- Assignment:
Could you reproduce, exactly as written, every line from the one containing "pub enum ExportProtocol" through the last line of the records, and nothing else?

++++ Recorded information

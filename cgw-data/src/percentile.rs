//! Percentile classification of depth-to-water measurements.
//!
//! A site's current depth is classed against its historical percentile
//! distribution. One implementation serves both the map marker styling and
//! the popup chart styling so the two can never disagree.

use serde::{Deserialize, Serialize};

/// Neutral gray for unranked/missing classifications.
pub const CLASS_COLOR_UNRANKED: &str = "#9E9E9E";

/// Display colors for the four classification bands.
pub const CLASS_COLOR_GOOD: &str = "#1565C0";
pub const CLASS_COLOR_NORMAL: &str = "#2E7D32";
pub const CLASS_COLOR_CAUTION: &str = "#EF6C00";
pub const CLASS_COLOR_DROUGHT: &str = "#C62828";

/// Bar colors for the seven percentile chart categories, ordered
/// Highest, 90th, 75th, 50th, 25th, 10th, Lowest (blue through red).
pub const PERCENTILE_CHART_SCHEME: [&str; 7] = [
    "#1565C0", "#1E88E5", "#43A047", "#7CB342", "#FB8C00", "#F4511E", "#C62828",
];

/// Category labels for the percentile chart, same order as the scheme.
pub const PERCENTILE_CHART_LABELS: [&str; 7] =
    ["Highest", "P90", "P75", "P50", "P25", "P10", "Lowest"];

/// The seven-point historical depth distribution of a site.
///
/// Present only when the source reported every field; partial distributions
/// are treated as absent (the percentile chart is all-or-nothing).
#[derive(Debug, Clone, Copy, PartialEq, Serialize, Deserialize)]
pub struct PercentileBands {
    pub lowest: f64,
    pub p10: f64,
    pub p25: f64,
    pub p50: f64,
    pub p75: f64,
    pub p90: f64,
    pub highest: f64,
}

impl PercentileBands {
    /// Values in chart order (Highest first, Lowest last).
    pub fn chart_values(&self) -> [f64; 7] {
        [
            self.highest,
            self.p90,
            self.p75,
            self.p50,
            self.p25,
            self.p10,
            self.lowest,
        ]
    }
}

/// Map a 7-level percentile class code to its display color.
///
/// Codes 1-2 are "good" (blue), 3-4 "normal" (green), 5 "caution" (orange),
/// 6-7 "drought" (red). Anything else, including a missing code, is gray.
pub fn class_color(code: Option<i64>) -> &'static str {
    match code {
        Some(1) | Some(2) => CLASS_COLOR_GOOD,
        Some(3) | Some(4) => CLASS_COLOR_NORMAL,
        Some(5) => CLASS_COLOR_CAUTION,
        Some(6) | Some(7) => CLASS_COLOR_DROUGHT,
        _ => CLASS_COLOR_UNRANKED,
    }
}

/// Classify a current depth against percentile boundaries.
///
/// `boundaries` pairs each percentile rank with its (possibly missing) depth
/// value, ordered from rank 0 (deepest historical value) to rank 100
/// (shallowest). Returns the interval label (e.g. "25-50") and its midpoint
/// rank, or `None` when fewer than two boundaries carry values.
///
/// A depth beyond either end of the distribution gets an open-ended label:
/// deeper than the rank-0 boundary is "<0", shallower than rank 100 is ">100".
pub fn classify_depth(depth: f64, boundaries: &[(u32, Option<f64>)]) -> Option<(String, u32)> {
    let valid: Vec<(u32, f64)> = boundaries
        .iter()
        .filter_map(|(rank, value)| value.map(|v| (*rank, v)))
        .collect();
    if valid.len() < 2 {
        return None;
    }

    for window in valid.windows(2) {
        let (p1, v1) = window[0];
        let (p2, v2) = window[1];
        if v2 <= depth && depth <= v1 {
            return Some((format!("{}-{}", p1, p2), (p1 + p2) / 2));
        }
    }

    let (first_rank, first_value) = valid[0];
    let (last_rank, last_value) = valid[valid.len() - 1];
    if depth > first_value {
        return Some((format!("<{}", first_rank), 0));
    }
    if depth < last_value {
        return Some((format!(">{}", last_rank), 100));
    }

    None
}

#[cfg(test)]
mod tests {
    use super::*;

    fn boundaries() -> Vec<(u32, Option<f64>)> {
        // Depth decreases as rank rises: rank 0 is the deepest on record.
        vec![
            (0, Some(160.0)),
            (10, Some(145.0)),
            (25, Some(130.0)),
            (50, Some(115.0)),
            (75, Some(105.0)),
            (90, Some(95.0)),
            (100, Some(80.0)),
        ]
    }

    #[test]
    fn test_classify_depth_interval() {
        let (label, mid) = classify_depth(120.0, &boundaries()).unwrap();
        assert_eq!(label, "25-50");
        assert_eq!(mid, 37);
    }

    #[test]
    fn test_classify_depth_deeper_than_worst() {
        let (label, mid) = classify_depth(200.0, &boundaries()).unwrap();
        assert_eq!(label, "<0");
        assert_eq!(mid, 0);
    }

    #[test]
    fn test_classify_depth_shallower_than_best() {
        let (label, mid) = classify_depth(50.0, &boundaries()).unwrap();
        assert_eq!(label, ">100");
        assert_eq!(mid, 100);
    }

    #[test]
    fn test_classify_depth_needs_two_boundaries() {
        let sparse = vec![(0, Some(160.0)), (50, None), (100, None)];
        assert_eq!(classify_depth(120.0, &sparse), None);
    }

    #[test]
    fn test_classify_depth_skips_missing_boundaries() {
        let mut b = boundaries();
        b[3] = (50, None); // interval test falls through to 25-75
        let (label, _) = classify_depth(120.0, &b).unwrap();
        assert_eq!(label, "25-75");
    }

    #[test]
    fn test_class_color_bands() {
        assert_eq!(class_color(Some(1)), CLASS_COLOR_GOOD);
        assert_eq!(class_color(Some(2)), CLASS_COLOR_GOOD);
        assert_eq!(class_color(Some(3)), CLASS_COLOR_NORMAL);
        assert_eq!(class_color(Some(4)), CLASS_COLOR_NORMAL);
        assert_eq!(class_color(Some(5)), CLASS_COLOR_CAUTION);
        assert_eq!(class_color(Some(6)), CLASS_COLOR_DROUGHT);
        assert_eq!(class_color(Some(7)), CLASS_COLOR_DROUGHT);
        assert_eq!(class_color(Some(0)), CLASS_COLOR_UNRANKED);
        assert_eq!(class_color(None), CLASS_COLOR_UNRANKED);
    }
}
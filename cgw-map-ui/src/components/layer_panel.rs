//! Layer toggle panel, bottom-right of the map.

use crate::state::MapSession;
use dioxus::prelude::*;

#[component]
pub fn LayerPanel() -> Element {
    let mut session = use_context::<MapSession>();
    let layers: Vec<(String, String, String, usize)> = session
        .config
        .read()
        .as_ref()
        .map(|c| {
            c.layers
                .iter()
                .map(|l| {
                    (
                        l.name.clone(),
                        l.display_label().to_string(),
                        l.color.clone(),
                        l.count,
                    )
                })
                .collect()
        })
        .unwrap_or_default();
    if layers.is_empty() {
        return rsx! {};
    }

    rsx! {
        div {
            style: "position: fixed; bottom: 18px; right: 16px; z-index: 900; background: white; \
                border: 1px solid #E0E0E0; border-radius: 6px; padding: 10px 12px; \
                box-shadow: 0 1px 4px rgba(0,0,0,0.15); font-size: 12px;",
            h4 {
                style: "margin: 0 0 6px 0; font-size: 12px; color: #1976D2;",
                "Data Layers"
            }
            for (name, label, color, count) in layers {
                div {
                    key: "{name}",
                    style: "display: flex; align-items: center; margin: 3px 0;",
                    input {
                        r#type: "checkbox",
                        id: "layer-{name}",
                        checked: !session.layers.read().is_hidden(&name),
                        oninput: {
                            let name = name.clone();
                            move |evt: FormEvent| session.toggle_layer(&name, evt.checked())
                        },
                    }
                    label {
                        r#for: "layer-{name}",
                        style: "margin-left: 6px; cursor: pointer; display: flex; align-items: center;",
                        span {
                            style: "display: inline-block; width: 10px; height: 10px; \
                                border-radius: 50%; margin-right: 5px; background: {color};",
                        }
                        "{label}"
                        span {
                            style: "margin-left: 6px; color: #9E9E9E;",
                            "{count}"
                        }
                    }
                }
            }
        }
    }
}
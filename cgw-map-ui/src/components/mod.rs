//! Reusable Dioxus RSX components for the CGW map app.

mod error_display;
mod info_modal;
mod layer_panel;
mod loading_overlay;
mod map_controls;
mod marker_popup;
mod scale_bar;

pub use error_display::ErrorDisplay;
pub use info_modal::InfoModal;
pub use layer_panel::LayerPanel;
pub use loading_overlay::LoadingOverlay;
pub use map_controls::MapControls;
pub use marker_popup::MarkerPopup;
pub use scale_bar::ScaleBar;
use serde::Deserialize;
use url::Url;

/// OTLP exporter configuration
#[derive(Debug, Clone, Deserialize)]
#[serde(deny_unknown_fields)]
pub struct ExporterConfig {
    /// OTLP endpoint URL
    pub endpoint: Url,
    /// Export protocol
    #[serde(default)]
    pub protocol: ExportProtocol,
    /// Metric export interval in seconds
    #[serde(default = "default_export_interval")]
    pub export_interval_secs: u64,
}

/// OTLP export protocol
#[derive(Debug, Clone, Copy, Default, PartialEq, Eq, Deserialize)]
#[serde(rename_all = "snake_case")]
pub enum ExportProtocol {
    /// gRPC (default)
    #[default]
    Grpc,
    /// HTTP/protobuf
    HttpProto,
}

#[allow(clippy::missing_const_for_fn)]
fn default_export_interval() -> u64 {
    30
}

++++++++

- Written answer:
pub enum ExportProtocol {
    /// gRPC (default)
    #[default]
    Grpc,
    /// HTTP/protobuf
    HttpProto,
}

#[allow(clippy::missing_const_for_fn)]
fn default_export_interval() -> u64 {
    30
}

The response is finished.